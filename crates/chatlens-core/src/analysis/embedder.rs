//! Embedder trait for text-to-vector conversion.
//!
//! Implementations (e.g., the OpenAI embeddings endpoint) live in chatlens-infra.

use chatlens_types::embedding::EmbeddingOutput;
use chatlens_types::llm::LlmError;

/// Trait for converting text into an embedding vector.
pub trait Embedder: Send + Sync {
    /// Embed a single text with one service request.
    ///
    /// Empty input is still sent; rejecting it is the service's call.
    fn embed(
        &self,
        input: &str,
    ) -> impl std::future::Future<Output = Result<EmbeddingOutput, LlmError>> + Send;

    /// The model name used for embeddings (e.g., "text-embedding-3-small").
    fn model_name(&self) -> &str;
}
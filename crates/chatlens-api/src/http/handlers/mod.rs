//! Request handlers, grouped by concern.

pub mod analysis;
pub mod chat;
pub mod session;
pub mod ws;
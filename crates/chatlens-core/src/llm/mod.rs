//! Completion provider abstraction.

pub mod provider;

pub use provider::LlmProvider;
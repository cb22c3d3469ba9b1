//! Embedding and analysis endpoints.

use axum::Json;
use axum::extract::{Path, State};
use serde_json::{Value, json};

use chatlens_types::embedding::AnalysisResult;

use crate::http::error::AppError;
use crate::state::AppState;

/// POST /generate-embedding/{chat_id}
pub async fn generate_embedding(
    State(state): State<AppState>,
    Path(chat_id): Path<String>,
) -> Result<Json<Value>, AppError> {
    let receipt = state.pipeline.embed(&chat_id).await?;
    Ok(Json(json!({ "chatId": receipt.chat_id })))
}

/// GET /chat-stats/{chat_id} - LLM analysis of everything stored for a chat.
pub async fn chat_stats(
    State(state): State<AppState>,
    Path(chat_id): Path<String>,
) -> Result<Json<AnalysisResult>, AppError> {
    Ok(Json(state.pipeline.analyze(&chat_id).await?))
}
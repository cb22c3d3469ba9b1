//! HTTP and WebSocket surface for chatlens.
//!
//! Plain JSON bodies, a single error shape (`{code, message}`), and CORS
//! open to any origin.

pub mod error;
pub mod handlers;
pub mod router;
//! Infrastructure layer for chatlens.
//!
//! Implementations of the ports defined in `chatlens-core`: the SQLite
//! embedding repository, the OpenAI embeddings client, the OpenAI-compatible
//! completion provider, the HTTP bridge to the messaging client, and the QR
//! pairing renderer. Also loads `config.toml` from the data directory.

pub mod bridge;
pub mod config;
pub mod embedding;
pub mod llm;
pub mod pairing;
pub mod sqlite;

§ AIM OF THE TASK
Copy the lines above exactly, beginning at the line that has "live in chatlens-infra." and stopping after the line that has "and analysis endpoints.", and omit the rest.

§ THE ANSWER
//! Implementations (e.g., the OpenAI embeddings endpoint) live in chatlens-infra.

use chatlens_types::embedding::EmbeddingOutput;
use chatlens_types::llm::LlmError;

/// Trait for converting text into an embedding vector.
pub trait Embedder: Send + Sync {
    /// Embed a single text with one service request.
    ///
    /// Empty input is still sent; rejecting it is the service's call.
    fn embed(
        &self,
        input: &str,
    ) -> impl std::future::Future<Output = Result<EmbeddingOutput, LlmError>> + Send;

    /// The model name used for embeddings (e.g., "text-embedding-3-small").
    fn model_name(&self) -> &str;
}
filename crates/chatlens-api/src/http/handlers/mod.rs
//! Request handlers, grouped by concern.

pub mod analysis;
pub mod chat;
pub mod session;
pub mod ws;
filename crates/chatlens-core/src/llm/mod.rs
//! Completion provider abstraction.

pub mod provider;

pub use provider::LlmProvider;
repository cb22c3d3469ba9b1
//! Embedding and analysis endpoints.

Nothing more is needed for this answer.